### WHAT YOU ARE ASKED TO DO
Up to and including the line with "else as creates", please reproduce the lines below exactly, beginning with the first.
--- INFORMATION SUPPLIED Enclosed Below ---
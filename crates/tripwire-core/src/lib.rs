//! Tripwire Core - shared configuration and dialect metadata
//!
//! This crate provides the pieces every other tripwire crate depends on:
//!
//! - `TripwireConfig` - project configuration (paths, dialect, template variables)
//! - `Dialect` - supported database engines and their trigger capabilities
//! - `ConfigError` - errors raised while loading configuration

mod config;
mod dialect;
mod error;

pub use config::*;
pub use dialect::*;
pub use error::*;
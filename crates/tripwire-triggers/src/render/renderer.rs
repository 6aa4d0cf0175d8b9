//! CREATE and DROP statements per dialect

use itertools::Itertools;
use thiserror::Error;
use tripwire_core::Dialect;

use crate::trigger::{Trigger, TriggerEvent, TriggerScope};

/// Errors raised while rendering a trigger as SQL
#[derive(Debug, Error)]
pub enum RenderError {
    #[error("trigger '{0}' must be prepared before it can be rendered")]
    NotPrepared(String),

    #[error("trigger '{trigger}' has no body for {dialect}")]
    MissingBody { trigger: String, dialect: Dialect },

    #[error("trigger '{trigger}' fires on several events, which {dialect} cannot express in one trigger")]
    UnsupportedEvents { trigger: String, dialect: Dialect },
}

/// Renders triggers as SQL for one database engine
pub trait SqlRenderer {
    /// Dialect the statements are written in
    fn dialect(&self) -> Dialect;

    /// Statements creating the trigger (every member, for a group)
    fn render_create(&self, trigger: &Trigger) -> Result<Vec<String>, RenderError>;

    /// Statements removing the trigger, or what a drop directive names
    fn render_drop(&self, trigger: &Trigger) -> Vec<String>;

    /// Renders a drop directive as drops and anything else as creates
    fn render(&self, trigger: &Trigger) -> Result<Vec<String>, RenderError> {
        if trigger.is_drop() {
            Ok(self.render_drop(trigger))
        } else {
            self.render_create(trigger)
        }
    }
}

/// [`SqlRenderer`] for the built-in dialects
///
/// # Examples
///
/// ```
/// use tripwire_core::Dialect;
/// use tripwire_triggers::{DialectRenderer, SqlRenderer, TemplateVars, TriggerBuilder, TriggerSpec};
///
/// let spec = TriggerSpec::create()
///     .on("users")
///     .after(["update"])
///     .with_body("UPDATE stats SET user_updates = user_updates + 1;");
/// let mut trigger = TriggerBuilder::new(Dialect::Sqlite).build(&spec).unwrap();
/// trigger.prepare(&TemplateVars::empty()).unwrap();
///
/// let sql = DialectRenderer::new(Dialect::Sqlite).render_create(&trigger).unwrap();
/// assert!(sql[0].starts_with("CREATE TRIGGER users_after_update_row"));
/// ```
#[derive(Debug, Clone, Copy, Default)]
pub struct DialectRenderer {
    dialect: Dialect,
}

impl DialectRenderer {
    /// Create a new renderer for the specified dialect
    pub fn new(dialect: Dialect) -> Self {
        Self { dialect }
    }

    fn render_postgres(&self, trigger: &Trigger, name: &str, body: &str) -> Vec<String> {
        let function = format!("{}()", self.quote_identifier(name));
        let returned = match (trigger.timing.is_after(), trigger.scope) {
            (false, TriggerScope::Row) if trigger.events.iter().eq([&TriggerEvent::Delete]) => {
                "OLD"
            }
            (false, TriggerScope::Row) => "NEW",
            _ => "NULL",
        };
        let when_clause = trigger
            .when_condition
            .as_ref()
            .map(|c| format!("\n    WHEN ({})", c))
            .unwrap_or_default();

        vec![
            format!(
                "CREATE OR REPLACE FUNCTION {}\nRETURNS TRIGGER\nLANGUAGE plpgsql\nAS $$\nBEGIN\n{}\n    RETURN {};\nEND;\n$$",
                function,
                indent_body(body),
                returned
            ),
            format!(
                "CREATE TRIGGER {}\n    {} {}\n    ON {}\n    {}{}\n    EXECUTE FUNCTION {}",
                self.quote_identifier(name),
                trigger.timing.as_sql(),
                self.events_clause(trigger),
                self.quote_identifier(&trigger.table),
                trigger.scope.as_sql(),
                when_clause,
                function
            ),
        ]
    }

    fn render_mysql(&self, trigger: &Trigger, name: &str, body: &str) -> String {
        format!(
            "CREATE TRIGGER {}\n{} {} ON {}\nFOR EACH ROW\nBEGIN\n{}\nEND",
            self.quote_identifier(name),
            trigger.timing.as_sql(),
            self.events_clause(trigger),
            self.quote_identifier(&trigger.table),
            indent_body(body)
        )
    }

    fn render_sqlite(&self, trigger: &Trigger, name: &str, body: &str) -> String {
        let when_clause = trigger
            .when_condition
            .as_ref()
            .map(|c| format!("\n    WHEN {}", c))
            .unwrap_or_default();

        format!(
            "CREATE TRIGGER {}\n    {} {}\n    ON {}\n    FOR EACH ROW{}\nBEGIN\n{}\nEND",
            self.quote_identifier(name),
            trigger.timing.as_sql(),
            self.events_clause(trigger),
            self.quote_identifier(&trigger.table),
            when_clause,
            indent_body(body)
        )
    }

    fn render_mssql(&self, trigger: &Trigger, name: &str, body: &str) -> String {
        let events = trigger.events.iter().map(TriggerEvent::as_sql).join(", ");
        let timing_clause = if trigger.timing.is_instead_of() {
            "INSTEAD OF"
        } else {
            "AFTER"
        };

        format!(
            "CREATE TRIGGER {}\n    ON {}\n    {} {}\nAS\nBEGIN\n{}\nEND",
            self.quote_identifier(name),
            self.quote_identifier(&trigger.table),
            timing_clause,
            events,
            indent_body(body)
        )
    }

    fn events_clause(&self, trigger: &Trigger) -> String {
        trigger
            .events
            .iter()
            .map(|event| {
                if *event == TriggerEvent::Update && !trigger.update_columns.is_empty() {
                    format!("UPDATE OF {}", trigger.update_columns.join(", "))
                } else {
                    event.as_sql().to_string()
                }
            })
            .join(" OR ")
    }

    fn drop_statements(&self, name: &str, table: &str, with_function: bool) -> Vec<String> {
        let quoted = self.quote_identifier(name);
        match self.dialect {
            Dialect::Postgres => {
                let mut statements = vec![if table.is_empty() {
                    format!("DROP TRIGGER IF EXISTS {}", quoted)
                } else {
                    format!(
                        "DROP TRIGGER IF EXISTS {} ON {}",
                        quoted,
                        self.quote_identifier(table)
                    )
                }];
                if with_function {
                    statements.push(format!("DROP FUNCTION IF EXISTS {}()", quoted));
                }
                statements
            }
            Dialect::Mysql | Dialect::Sqlite => {
                vec![format!("DROP TRIGGER IF EXISTS {}", quoted)]
            }
            Dialect::MsSql => vec![format!(
                "IF OBJECT_ID('{}', 'TR') IS NOT NULL DROP TRIGGER {}",
                name.replace('\'', "''"),
                quoted
            )],
        }
    }

    /// Quote an identifier based on the dialect
    fn quote_identifier(&self, name: &str) -> String {
        if name.contains('.') {
            name.split('.')
                .map(|part| self.quote_single_identifier(part))
                .join(".")
        } else {
            self.quote_single_identifier(name)
        }
    }

    fn quote_single_identifier(&self, name: &str) -> String {
        if !needs_quoting(name) {
            return name.to_string();
        }
        match self.dialect {
            Dialect::Postgres | Dialect::Sqlite => format!("\"{}\"", name.replace('"', "\"\"")),
            Dialect::Mysql => format!("`{}`", name.replace('`', "``")),
            Dialect::MsSql => format!("[{}]", name.replace(']', "]]")),
        }
    }
}

impl SqlRenderer for DialectRenderer {
    fn dialect(&self) -> Dialect {
        self.dialect
    }

    fn render_create(&self, trigger: &Trigger) -> Result<Vec<String>, RenderError> {
        let name = trigger
            .prepared_name()
            .ok_or_else(|| RenderError::NotPrepared(trigger.name().to_string()))?;

        if let Some(sql) = trigger.manual_sql() {
            return Ok(vec![sql.to_string()]);
        }
        if trigger.is_group() {
            return trigger
                .members()
                .iter()
                .map(|member| self.render_create(member))
                .flatten_ok()
                .collect();
        }
        if trigger.events.len() > 1 && !self.dialect.supports_multiple_events() {
            return Err(RenderError::UnsupportedEvents {
                trigger: name.to_string(),
                dialect: self.dialect,
            });
        }
        let body = trigger
            .body()
            .for_dialect(self.dialect)
            .ok_or_else(|| RenderError::MissingBody {
                trigger: name.to_string(),
                dialect: self.dialect,
            })?;

        Ok(match self.dialect {
            Dialect::Postgres => self.render_postgres(trigger, name, body),
            Dialect::Mysql => vec![self.render_mysql(trigger, name, body)],
            Dialect::Sqlite => vec![self.render_sqlite(trigger, name, body)],
            Dialect::MsSql => vec![self.render_mssql(trigger, name, body)],
        })
    }

    fn render_drop(&self, trigger: &Trigger) -> Vec<String> {
        if trigger.is_group() {
            return trigger
                .members()
                .iter()
                .flat_map(|member| self.render_drop(member))
                .collect();
        }
        // Manual triggers manage their own functions
        let with_function = self.dialect.uses_trigger_function() && !trigger.is_manual();
        self.drop_statements(trigger.key(), trigger.table(), with_function)
    }
}

fn indent_body(body: &str) -> String {
    body.lines()
        .map(|line| {
            if line.is_empty() {
                String::new()
            } else {
                format!("    {line}")
            }
        })
        .join("\n")
}

fn needs_quoting(name: &str) -> bool {
    let Some(first) = name.chars().next() else {
        return true;
    };
    if !first.is_ascii_alphabetic() && first != '_' {
        return true;
    }
    name.chars().any(|c| !c.is_ascii_alphanumeric() && c != '_')
        || RESERVED_KEYWORDS.contains(&name.to_uppercase().as_str())
}

static RESERVED_KEYWORDS: &[&str] = &[
    "SELECT", "FROM", "WHERE", "INSERT", "UPDATE", "DELETE", "CREATE", "DROP", "ALTER", "TABLE",
    "VIEW", "INDEX", "TRIGGER", "AND", "OR", "NOT", "NULL", "TRUE", "FALSE", "AS", "ON", "JOIN",
    "ORDER", "BY", "GROUP", "HAVING", "LIMIT", "UNION", "ALL", "DISTINCT", "INTO", "VALUES",
    "SET", "DEFAULT", "PRIMARY", "KEY", "FOREIGN", "REFERENCES", "CONSTRAINT", "UNIQUE", "CHECK",
    "CASE", "WHEN", "THEN", "ELSE", "END", "IF", "EXISTS", "IN", "IS", "BEGIN", "AFTER", "BEFORE",
    "FOR", "EACH", "ROW", "STATEMENT", "USER",
];
use thiserror::Error;
use tripwire_core::ConfigError;
use tripwire_triggers::RenderError;

use crate::{CollectError, EmitError, HistoryError};

/// Errors raised by [`Project`](super::Project) operations
#[derive(Debug, Error)]
pub enum ProjectError {
    #[error(transparent)]
    Config(#[from] ConfigError),

    /// The declared triggers could not be loaded
    #[error(transparent)]
    Declarations(#[from] CollectError),

    #[error(transparent)]
    History(#[from] HistoryError),

    #[error(transparent)]
    Emit(#[from] EmitError),

    #[error(transparent)]
    Render(#[from] RenderError),
}

impl ProjectError {
    /// Returns true if the declared trigger set could not be determined
    pub fn is_declaration_failure(&self) -> bool {
        matches!(self, ProjectError::Declarations(_))
    }
}

/// Result type for project operations
pub type ProjectResult<T> = Result<T, ProjectError>;
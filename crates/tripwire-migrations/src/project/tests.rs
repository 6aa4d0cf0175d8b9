//! End-to-end tests over a project directory

use super::*;
use crate::ReplayOptions;
use indoc::indoc;
use tempfile::TempDir;
use tripwire_core::{CONFIG_FILE_NAME, Dialect, TripwireConfig};

const USERS_MODEL: &str = indoc! {r#"
    trigger.after(insert) {
      "UPDATE stats SET users = users + 1;"
    }
"#};

fn project(dir: &TempDir) -> Project {
    let config = TripwireConfig::new()
        .with_dialect(Dialect::Postgres)
        .with_timestamped_migrations(false);
    Project::open(dir.path(), config)
}

fn write_model(dir: &TempDir, file: &str, text: &str) {
    let models = dir.path().join("app/triggers");
    std::fs::create_dir_all(&models).unwrap();
    std::fs::write(models.join(file), text).unwrap();
}

mod generate_tests {
    use super::*;
    use pretty_assertions::assert_eq;

    #[test]
    fn test_empty_project_is_current() {
        let dir = TempDir::new().unwrap();
        let project = project(&dir);

        assert!(project.migrations_current().unwrap());
        assert_eq!(project.generate_migration().unwrap(), None);
    }

    #[test]
    fn test_generate_then_current() {
        let dir = TempDir::new().unwrap();
        write_model(&dir, "users.tw", USERS_MODEL);
        let project = project(&dir);

        assert!(!project.migrations_current().unwrap());
        let generated = project.generate_migration().unwrap().unwrap();
        assert_eq!(generated.version, 1);
        assert_eq!(generated.name, "CreateTriggerUsersInsert");
        assert!(generated.path.starts_with(dir.path().join("db/migrate")));

        assert!(project.migrations_current().unwrap());
        assert!(project.pending_diff().unwrap().is_empty());
        assert_eq!(project.generate_migration().unwrap(), None);
    }

    #[test]
    fn test_replayed_triggers_name_their_migration() {
        let dir = TempDir::new().unwrap();
        write_model(&dir, "users.tw", USERS_MODEL);
        let project = project(&dir);
        project.generate_migration().unwrap();

        let replayed = project.current_migrations(&ReplayOptions::new()).unwrap();
        assert_eq!(replayed.len(), 1);
        assert_eq!(
            replayed[0].migration_name.as_deref(),
            Some("CreateTriggerUsersInsert")
        );
        assert_eq!(replayed[0].trigger.key(), "users_after_insert_row");
    }

    #[test]
    fn test_changed_body_generates_replacement() {
        let dir = TempDir::new().unwrap();
        write_model(&dir, "users.tw", USERS_MODEL);
        let project = project(&dir);
        project.generate_migration().unwrap();

        write_model(
            &dir,
            "users.tw",
            "trigger.after(insert) { \"UPDATE stats SET users = users + 2;\" }\n",
        );
        let diff = project.pending_diff().unwrap();
        assert_eq!(diff.up_drops.len(), 1);
        assert_eq!(diff.up_creates.len(), 1);

        let generated = project.generate_migration().unwrap().unwrap();
        assert_eq!(generated.version, 2);
        assert_eq!(generated.name, "CreateTriggerUsersInsert1");
        assert!(project.migrations_current().unwrap());
    }

    #[test]
    fn test_removed_model_generates_drop() {
        let dir = TempDir::new().unwrap();
        write_model(&dir, "users.tw", USERS_MODEL);
        let project = project(&dir);
        project.generate_migration().unwrap();

        std::fs::remove_file(dir.path().join("app/triggers/users.tw")).unwrap();
        let generated = project.generate_migration().unwrap().unwrap();
        assert_eq!(generated.name, "DropTriggerUsers");

        let text = std::fs::read_to_string(&generated.path).unwrap();
        assert!(text.contains("drop_trigger(\"users_after_insert_row\", \"users\""));
        assert!(project.migrations_current().unwrap());
        assert!(project.current_migrations(&ReplayOptions::new()).unwrap().is_empty());
    }

    #[test]
    fn test_unloadable_model_is_a_declaration_failure() {
        let dir = TempDir::new().unwrap();
        write_model(&dir, "users.tw", "trigger.after(insert).explode() { \"SELECT 1;\" }\n");

        let err = project(&dir).generate_migration().unwrap_err();
        assert!(err.is_declaration_failure());
        assert!(err.to_string().contains("unable to load Users"));
        assert!(!dir.path().join("db/migrate").exists());
    }
}

mod config_tests {
    use super::*;
    use pretty_assertions::assert_eq;

    #[test]
    fn test_discover_reads_config_file() {
        let dir = TempDir::new().unwrap();
        std::fs::write(
            dir.path().join(CONFIG_FILE_NAME),
            indoc! {r#"
                dialect = "sqlite"
                migration_path = "migrations"
            "#},
        )
        .unwrap();

        let project = Project::discover(dir.path()).unwrap();
        assert_eq!(project.config().dialect, Dialect::Sqlite);
        assert_eq!(
            project.config().migration_path,
            dir.path().join("migrations")
        );
        assert_eq!(project.root(), dir.path());
    }

    #[test]
    fn test_discover_without_config_uses_defaults() {
        let dir = TempDir::new().unwrap();
        let project = Project::discover(dir.path()).unwrap();
        assert_eq!(project.config().model_path, dir.path().join("app/triggers"));
    }

    #[test]
    fn test_render_sql_uses_project_dialect() {
        let dir = TempDir::new().unwrap();
        write_model(&dir, "users.tw", USERS_MODEL);
        let project = Project::open(
            dir.path(),
            TripwireConfig::new().with_dialect(Dialect::Sqlite),
        );

        let sql = project.render_sql(&project.pending_diff().unwrap()).unwrap();
        assert_eq!(sql.up_sql.len(), 1);
        assert!(sql.up_sql[0].starts_with("CREATE TRIGGER users_after_insert_row"));
        assert_eq!(sql.down_script(), "DROP TRIGGER IF EXISTS users_after_insert_row;");
    }
}
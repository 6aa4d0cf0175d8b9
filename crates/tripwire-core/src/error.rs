//! Error types for tripwire configuration

use std::path::PathBuf;

use thiserror::Error;

/// Errors raised while loading or interpreting project configuration
#[derive(Error, Debug)]
pub enum ConfigError {
    #[error("failed to read config file {path}: {source}")]
    Read {
        path: PathBuf,
        #[source]
        source: std::io::Error,
    },

    #[error("invalid config file {path}: {source}")]
    Parse {
        path: PathBuf,
        #[source]
        source: toml::de::Error,
    },

    #[error("unknown dialect '{0}' (expected postgres, mysql, sqlite or mssql)")]
    UnknownDialect(String),
}

/// Result type alias for configuration operations
pub type ConfigResult<T> = std::result::Result<T, ConfigError>;
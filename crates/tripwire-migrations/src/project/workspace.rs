use std::path::{Path, PathBuf};

use tripwire_core::TripwireConfig;
use tripwire_triggers::{DialectRenderer, TemplateVars, Trigger};

use super::ProjectResult;
use crate::{
    DeclarationCollector, DirectoryMigrationSource, GeneratedMigration, MigrationEmitter,
    MigrationReplayer, MigrationSource, Reconciler, ReplayOptions, ReplayedTrigger, SqlMigration,
    SqliteVersionStore, TriggerDiff,
};

/// A project root and its configuration
///
/// All paths in the configuration are resolved against the root when the
/// project is opened.
///
/// # Examples
///
/// ```no_run
/// use tripwire_core::TripwireConfig;
/// use tripwire_migrations::Project;
///
/// let project = Project::open(".", TripwireConfig::new());
/// if !project.migrations_current()? {
///     if let Some(migration) = project.generate_migration()? {
///         println!("wrote {}", migration.path.display());
///     }
/// }
/// # Ok::<(), tripwire_migrations::ProjectError>(())
/// ```
#[derive(Debug, Clone)]
pub struct Project {
    root: PathBuf,
    config: TripwireConfig,
    vars: TemplateVars,
}

impl Project {
    pub fn open(root: impl Into<PathBuf>, config: TripwireConfig) -> Self {
        let root = root.into();
        let config = config.resolved(&root);
        let vars = TemplateVars::new(config.variables.clone());
        Self { root, config, vars }
    }

    /// Opens `root` with its `tripwire.toml`, or defaults when there is none
    pub fn discover(root: impl Into<PathBuf>) -> ProjectResult<Self> {
        let root = root.into();
        let config = TripwireConfig::discover(&root)?;
        Ok(Self::open(root, config))
    }

    pub fn root(&self) -> &Path {
        &self.root
    }

    /// Configuration with resolved paths
    pub fn config(&self) -> &TripwireConfig {
        &self.config
    }

    pub fn migration_source(&self) -> DirectoryMigrationSource {
        let source =
            DirectoryMigrationSource::new(&self.config.migration_path, &self.config.extension);
        match &self.config.applied_versions_db {
            Some(db) => source.with_version_store(SqliteVersionStore::with_path(db)),
            None => source,
        }
    }

    pub fn collector(&self) -> DeclarationCollector {
        DeclarationCollector::new(
            &self.config.model_path,
            &self.config.extension,
            self.config.dialect,
            self.vars.clone(),
        )
    }

    pub fn replayer(&self) -> MigrationReplayer {
        MigrationReplayer::new(self.config.dialect, self.vars.clone())
            .with_schema_path(&self.config.schema_path)
    }

    pub fn emitter(&self) -> MigrationEmitter {
        MigrationEmitter::new(&self.config.migration_path, &self.config.extension)
            .with_timestamped_versions(self.config.timestamped_migrations)
    }

    /// The declared trigger set
    pub fn current_triggers(&self) -> ProjectResult<Vec<Trigger>> {
        Ok(self.collector().collect()?)
    }

    /// The trigger set migration history leaves behind
    pub fn current_migrations(
        &self,
        options: &ReplayOptions,
    ) -> ProjectResult<Vec<ReplayedTrigger>> {
        Ok(self.replayer().replay(&self.migration_source(), options)?)
    }

    /// Returns true if migration history matches the declared triggers
    pub fn migrations_current(&self) -> ProjectResult<bool> {
        let canonical = self.current_triggers()?;
        let existing = self.existing_triggers()?;
        Ok(Reconciler::new().is_current(&canonical, &existing))
    }

    /// The changes a generated migration would make
    pub fn pending_diff(&self) -> ProjectResult<TriggerDiff> {
        let canonical = self.current_triggers()?;
        let existing = self.existing_triggers()?;
        Ok(Reconciler::new().diff(&canonical, &existing))
    }

    /// SQL for `diff` in the project's dialect
    pub fn render_sql(&self, diff: &TriggerDiff) -> ProjectResult<SqlMigration> {
        let renderer = DialectRenderer::new(self.config.dialect);
        Ok(SqlMigration::from_diff(diff, &renderer)?)
    }

    /// Writes a migration reconciling history with the declared triggers
    ///
    /// Returns `None` when history is already current.
    pub fn generate_migration(&self) -> ProjectResult<Option<GeneratedMigration>> {
        let diff = self.pending_diff()?;
        let migrations = self.migration_source().migrations()?;
        Ok(self.emitter().emit(&diff, &migrations)?)
    }

    fn existing_triggers(&self) -> ProjectResult<Vec<Trigger>> {
        Ok(self
            .current_migrations(&ReplayOptions::new())?
            .into_iter()
            .map(|replayed| replayed.trigger)
            .collect())
    }
}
--- End of Enclosed INFORMATION SUPPLIED ---
### SOLUTION FOR THIS EXERCISE
filename crates/tripwire-core/src/lib.rs
//! Tripwire Core - shared configuration and dialect metadata
//!
//! This crate provides the pieces every other tripwire crate depends on:
//!
//! - `TripwireConfig` - project configuration (paths, dialect, template variables)
//! - `Dialect` - supported database engines and their trigger capabilities
//! - `ConfigError` - errors raised while loading configuration

mod config;
mod dialect;
mod error;

pub use config::*;
pub use dialect::*;
pub use error::*;
filename crates/tripwire-triggers/src/render/renderer.rs
repository 6aa4d0cf0175d8b9
//! CREATE and DROP statements per dialect

use itertools::Itertools;
use thiserror::Error;
use tripwire_core::Dialect;

use crate::trigger::{Trigger, TriggerEvent, TriggerScope};

/// Errors raised while rendering a trigger as SQL
#[derive(Debug, Error)]
pub enum RenderError {
    #[error("trigger '{0}' must be prepared before it can be rendered")]
    NotPrepared(String),

    #[error("trigger '{trigger}' has no body for {dialect}")]
    MissingBody { trigger: String, dialect: Dialect },

    #[error("trigger '{trigger}' fires on several events, which {dialect} cannot express in one trigger")]
    UnsupportedEvents { trigger: String, dialect: Dialect },
}

/// Renders triggers as SQL for one database engine
pub trait SqlRenderer {
    /// Dialect the statements are written in
    fn dialect(&self) -> Dialect;

    /// Statements creating the trigger (every member, for a group)
    fn render_create(&self, trigger: &Trigger) -> Result<Vec<String>, RenderError>;

    /// Statements removing the trigger, or what a drop directive names
    fn render_drop(&self, trigger: &Trigger) -> Vec<String>;

    /// Renders a drop directive as drops and anything else as creates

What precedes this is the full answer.